How to Be a Natural Beauty

How to Be a Natural Beauty

The multi-tasking almond can help contribute to good skin from the inside out


Modesto, CA–(HISPANIC PR WIRE)–March 29–Almonds have long been lauded for their beauty benefits. From ancient Egypt to the Victorian Age to modern times, they’re a popular ingredient in lotions and potions that cleanse, exfoliate, moisturize and nourish.

But lately, the approach to healthy skin is changing fundamentally. Skincare experts emphasize that not only topical applications such as cleansers and lotions, but also dietary choices can affect the skin’s moisture level, youthful appearance and general health. This is good news for the multi-tasking almond which is a common ingredient in some of today’s most popular skin-care products and an ever-increasingly popular snack for women seeking healthy alternatives.
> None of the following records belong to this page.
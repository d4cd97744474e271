use anyhow::Result;
use clap::{Parser, Subcommand, ValueEnum};
use crossterm::style::{Color, Stylize};

use spellbee::app::{App, CompletionReport};
use spellbee::config::Config;
use spellbee::engine::achievements::{ACHIEVEMENTS, Category};
use spellbee::engine::heatmap::{HeatColor, HeatmapMode, heatmap_color};
use spellbee::engine::mischief::MISCHIEVEMENTS;
use spellbee::engine::selector::SelectionMode;
use spellbee::play::{self, PlayOutcome};
use spellbee::session::policy::Activity;

#[derive(Parser)]
#[command(name = "spellbee", version, about = "Spelling practice with spaced repetition")]
struct Cli {
    #[arg(long, global = true, help = "Directory for local data files")]
    data_dir: Option<String>,

    #[arg(long, global = true, help = "Sync server base URL")]
    server: Option<String>,

    #[arg(short, long, global = true, help = "Learner name or id")]
    user: Option<String>,

    #[arg(short, long, global = true, help = "Number of words per session")]
    words: Option<usize>,

    #[command(subcommand)]
    command: Command,
}

#[derive(Subcommand)]
enum Command {
    /// Show the word lists
    Lists,
    /// Add a word list from comma or newline separated words
    AddList { name: String, words: String },
    /// Rename a word list or replace its words
    EditList {
        list: String,
        #[arg(long, help = "New list name")]
        name: Option<String>,
        #[arg(long, help = "Replacement words, comma or newline separated")]
        replace: Option<String>,
    },
    /// Delete a word list and its progress
    DeleteList { list: String },
    /// Show the learners
    Users,
    /// Add a learner
    AddUser {
        name: String,
        #[arg(long, help = "PIN protecting this learner")]
        pin: Option<String>,
    },
    /// Delete a learner and their progress
    DeleteUser {
        user: String,
        #[arg(long, help = "Admin PIN")]
        pin: Option<String>,
    },
    /// Clear a learner's word progress
    ClearProgress {
        user: String,
        #[arg(long, help = "Admin or learner PIN")]
        pin: Option<String>,
    },
    /// Turn saved letter feedback on or off for the --user
    Highlight { activity: ActivityArg },
    /// Practice a list in the terminal
    Play {
        activity: ActivityArg,
        #[arg(short, long, help = "List name or id (defaults to the active list)")]
        list: Option<String>,
        #[arg(long, conflicts_with = "most_missed", help = "Only words currently missed")]
        missed: bool,
        #[arg(long, help = "Words missed most often")]
        most_missed: bool,
        #[arg(long, help = "Colour letters as you type")]
        highlight: bool,
    },
    /// Heatmap of every list
    Progress {
        #[arg(long, help = "Count quiz sessions only")]
        quiz: bool,
    },
    /// Per-learner report
    Report,
    /// Earned and locked achievements
    Achievements,
    /// Delete session history (the --user's, or everything)
    ClearSessions {
        #[arg(long, help = "Admin or learner PIN")]
        pin: Option<String>,
    },
}

#[derive(Clone, Copy, ValueEnum)]
enum ActivityArg {
    Learn,
    Practice,
    Quiz,
    Missing,
}

impl From<ActivityArg> for Activity {
    fn from(arg: ActivityArg) -> Self {
        match arg {
            ActivityArg::Learn => Activity::Learn,
            ActivityArg::Practice => Activity::Practice,
            ActivityArg::Quiz => Activity::Quiz,
            ActivityArg::Missing => Activity::MissingLetters,
        }
    }
}

fn main() -> Result<()> {
    env_logger::init();
    let cli = Cli::parse();

    let mut config = Config::load().unwrap_or_else(|e| {
        log::warn!("ignoring unreadable config: {e}");
        Config::default()
    });
    if let Some(dir) = cli.data_dir {
        config.data_dir = dir;
    }
    if let Some(url) = cli.server {
        config.server_url = Some(url);
    }
    config.validate();

    let mut app = App::new(config)?;
    app.set_word_count_override(cli.words);
    app.hydrate();
    if let Some(user) = cli.user.as_deref() {
        app.select_user(Some(user))?;
    }

    match cli.command {
        Command::Lists => print_lists(&app),
        Command::AddList { name, words } => {
            let id = app.add_list(&name, &words)?;
            println!("Added {name} ({id})");
        }
        Command::EditList {
            list,
            name,
            replace,
        } => {
            if name.is_none() && replace.is_none() {
                anyhow::bail!("nothing to change; pass --name or --replace");
            }
            app.edit_list(&list, name.as_deref(), replace.as_deref())?;
            println!("Updated {list}");
        }
        Command::DeleteList { list } => {
            app.delete_list(&list)?;
            println!("Deleted {list}");
        }
        Command::Users => {
            for user in &app.state.users {
                let marker = if app.current_user() == Some(user.id.as_str()) { "*" } else { " " };
                println!("{marker} {}  {}", user.name, user.id.as_str().dark_grey());
            }
        }
        Command::AddUser { name, pin } => {
            let id = app.add_user(&name, pin);
            println!("Added {name} ({id})");
        }
        Command::DeleteUser { user, pin } => {
            app.require_access(pin.as_deref(), None)?;
            app.delete_user(&user)?;
            println!("Deleted {user}");
        }
        Command::ClearProgress { user, pin } => {
            let id = app.resolve_user(&user)?;
            app.require_access(pin.as_deref(), Some(&id))?;
            app.clear_user_progress(&id)?;
            println!("Cleared progress for {user}");
        }
        Command::Highlight { activity } => {
            let activity = Activity::from(activity);
            let on = app.toggle_highlight(activity)?;
            println!(
                "Letter feedback for {} is now {}",
                activity.label(),
                if on { "on" } else { "off" }
            );
        }
        Command::Play {
            activity,
            list,
            missed,
            most_missed,
            highlight,
        } => {
            let selection = if missed {
                SelectionMode::Missed
            } else if most_missed {
                SelectionMode::MostMissed
            } else {
                SelectionMode::Fresh
            };
            app.start_activity(activity.into(), list.as_deref(), selection, highlight)?;
            match play::run(&mut app)? {
                PlayOutcome::Finished(Some(report)) => print_completion(&report),
                PlayOutcome::Finished(None) => println!("No words to practice here."),
                PlayOutcome::Quit => println!("Saved your place. Run the same command to carry on."),
            }
        }
        Command::Progress { quiz } => {
            let mode = if quiz { HeatmapMode::Quiz } else { HeatmapMode::Learn };
            print_progress(&app, mode)?;
        }
        Command::Report => {
            for report in app.user_reports()? {
                println!("{}", report.user_name.as_str().bold());
                println!(
                    "  {}/{} practiced, {} mastered ({:.0}%), accuracy {}%, {} sessions",
                    report.practiced,
                    report.total_words,
                    report.mastered,
                    report.mastered_percent(),
                    report.accuracy,
                    report.sessions
                );
                if let Some(last) = report.last_active {
                    println!("  last active {}", last.format("%Y-%m-%d %H:%M"));
                }
                if !report.struggle_words.is_empty() {
                    let words: Vec<String> = report
                        .struggle_words
                        .iter()
                        .map(|s| format!("{} (x{}, {})", s.word, s.incorrect, s.list_name))
                        .collect();
                    println!("  needs work: {}", words.join(", "));
                }
            }
        }
        Command::Achievements => print_achievements(&app)?,
        Command::ClearSessions { pin } => {
            let user = app.current_user().map(str::to_string);
            app.require_access(pin.as_deref(), user.as_deref())?;
            app.clear_sessions(user.as_deref())?;
            println!("Session history cleared.");
        }
    }
    Ok(())
}

fn print_lists(app: &App) {
    for list in &app.state.word_lists {
        let marker = if app.state.active_list_id.as_deref() == Some(list.id.as_str()) {
            "*"
        } else {
            " "
        };
        println!(
            "{marker} {} ({} words)  {}",
            list.name,
            list.words.len(),
            list.id.as_str().dark_grey()
        );
    }
}

fn print_completion(report: &CompletionReport) {
    let record = &report.record;
    println!(
        "{} on {}: {} / {} correct, score {}",
        record.mode.as_str(),
        record.list_name,
        record.correct_count(),
        record.results.len(),
        record.score
    );
    if !report.saved {
        println!("{}", "Could not save this session.".yellow());
    }
    for a in &report.achievements {
        println!("{} Achievement unlocked: {} - {}", a.emoji, a.name.bold(), a.description);
    }
    for m in &report.mischievements {
        println!("{} Mischief: {} - {}", m.emoji, m.name.bold(), m.description);
    }
}

fn heat_to_color(color: HeatColor) -> Color {
    match color {
        HeatColor::Ghost => Color::DarkGrey,
        HeatColor::Red => Color::Red,
        HeatColor::Orange => Color::DarkYellow,
        HeatColor::Amber => Color::Rgb { r: 255, g: 191, b: 0 },
        HeatColor::Yellow => Color::Yellow,
        HeatColor::Lime => Color::Rgb { r: 170, g: 220, b: 50 },
        HeatColor::Green => Color::Green,
    }
}

fn print_progress(app: &App, mode: HeatmapMode) -> Result<()> {
    let levels = app.state.settings.heatmap_levels;
    for summary in app.progress_summaries(mode)? {
        let p = &summary.progress;
        println!(
            "{}  {}/{} mastered ({:.0}%), {} missed, {} practiced",
            p.list_name.as_str().bold(),
            p.mastered,
            p.total,
            p.mastered_percent(),
            p.missed,
            p.practiced
        );
        let cells: Vec<String> = p
            .statuses
            .iter()
            .map(|(word, status)| {
                word.as_str()
                    .with(heat_to_color(heatmap_color(*status, levels)))
                    .to_string()
            })
            .collect();
        println!("  {}", cells.join(" "));
        for s in &summary.recent {
            println!(
                "    {}  {:<15} {:>3}",
                s.date.format("%Y-%m-%d"),
                s.mode.as_str(),
                s.score
            );
        }
    }
    Ok(())
}

fn print_achievements(app: &App) -> Result<()> {
    let earned = app.earned_achievements()?;
    println!("{}/{} achievements", earned.len(), ACHIEVEMENTS.len());
    for category in Category::ALL {
        println!("{}", category.label().bold());
        for a in ACHIEVEMENTS.iter().filter(|a| a.category == category) {
            if earned.contains(a.id) {
                println!("  {} {} - {}", a.emoji, a.name, a.description);
            } else {
                println!("  {}", format!("   {} - {}", a.name, a.description).dark_grey());
            }
        }
    }

    let mischief = app.earned_mischief();
    if !mischief.is_empty() {
        println!("{}", "Mischief".bold());
        for m in MISCHIEVEMENTS.iter().filter(|m| mischief.contains(m.id)) {
            println!("  {} {} - {}", m.emoji, m.name, m.description);
        }
    }
    Ok(())
}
Consumers are hearing the message about beauty inside and out. A survey last year by Datamonitor found that 50 percent of the U.S. and European respondents said they were “conscious of the skin’s nutrition.” And more than half (56 percent) said they had “consciously acted upon the link between diet and appearance/beauty” noticeably more in 2006 than in the previous year.

“With new beauty products as well as new research about certain foods, consumers are hearing a lot about treating beauty both inside and out,” says Connie Gutterson, PhD, RD, author of the New York Times best-selling book, The Sonoma Diet (Meredith, 2005). “Research indicates natural antioxidants from foods may help the skin, working from the inside. At the same time, more beauty products are featuring natural, nutritious foods like almonds and berries to apply to the skin.”

Almonds on the Outside

It’s no surprise that almonds play a starring or supporting role in many skincare products. The popular nut is versatile as a topical ingredient:

Exfoliation Gone Nutty – The granular texture of finely ground almonds or almond flour can be used as a natural, gentle way to exfoliate, rubbing away dead skin cells and freshening the complexion. Try making a homemade exfoliating scrub by combining 1 tablespoon almond flour or meal, 1 tablespoon honey and 1 teaspoon lemon juice, stirring into a paste. Rub gently on the face and rinse. Exfoliation is ideal just one to two times per week; otherwise, it may lead to irritation or flaky skin. Find almond flour in some supermarkets, or make it by processing blanched whole or slivered almonds in small batches in a clean coffee grinder or blender, just until finely ground.

Cracking into Moisture – Victorian women were right to love the oil of almonds. It contains linoleic acid, a fatty acid that helps soften and moisturize the skin. After exfoliating, it’s the perfect time to moisturize. Look for almond oil in many high-end and everyday moisturizing lotions, creams, balms and masks.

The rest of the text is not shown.